- TASK STATEMENT:
From the records below, please return each line that holds the word "AppState".

(Stored data entries)
________

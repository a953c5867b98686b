use eframe::egui::{self, RichText, Ui};

use crate::data::aggregate::MAP_YEARS;
use crate::state::{AppState, View};

// ---------------------------------------------------------------------------
// Left side panel – navigation
// ---------------------------------------------------------------------------

/// Render the side navigation: view selector, the map's decade selector,
/// and a short dataset summary.
pub fn side_panel(ui: &mut Ui, state: &mut AppState) {
    ui.heading("Death Penalty Data Visuals");
    ui.separator();

    ui.strong("Go to");
    for view in View::ALL {
        ui.radio_value(&mut state.view, view, view.label());
    }

    if state.view == View::Map {
        ui.separator();
        ui.strong("Select Year");
        egui::ComboBox::from_id_salt("map_year")
            .selected_text(state.map_year.to_string())
            .show_ui(ui, |ui: &mut Ui| {
                for year in MAP_YEARS {
                    ui.selectable_value(&mut state.map_year, year, year.to_string());
                }
            });
    }

    ui.separator();
    dataset_summary(ui, state);
}

fn dataset_summary(ui: &mut Ui, state: &AppState) {
    let ds = &state.dataset;
    ui.label(format!("{} country-year rows", ds.len()));
    ui.label(format!("{} countries", ds.country_count()));
    if let Some((min, max)) = ds.year_span() {
        ui.label(format!("Years {min}–{max}"));
    }
    if ds.unmapped_count() > 0 {
        ui.label(
            RichText::new(format!("{} rows without ISO3 code", ds.unmapped_count())).weak(),
        );
    }
}

// ---------------------------------------------------------------------------
// Top bar
// ---------------------------------------------------------------------------

/// Thin header bar: current view title plus the visible row count.
pub fn top_bar(ui: &mut Ui, state: &AppState) {
    ui.horizontal(|ui: &mut Ui| {
        ui.strong(state.view.label());
        ui.separator();
        match state.view {
            View::Timeline => {
                ui.label(format!("{} charted years", state.timeline.len()));
            }
            View::Map => {
                ui.label(format!(
                    "{} countries in {}",
                    state.map_records().len(),
                    state.map_year
                ));
            }
            View::Trend => {
                ui.label(format!("{} (year, status) groups", state.trend.len()));
            }
        }
    });
}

________

- SOLUTION:
use crate::state::{AppState, View};
pub fn side_panel(ui: &mut Ui, state: &mut AppState) {
fn dataset_summary(ui: &mut Ui, state: &AppState) {
pub fn top_bar(ui: &mut Ui, state: &AppState) {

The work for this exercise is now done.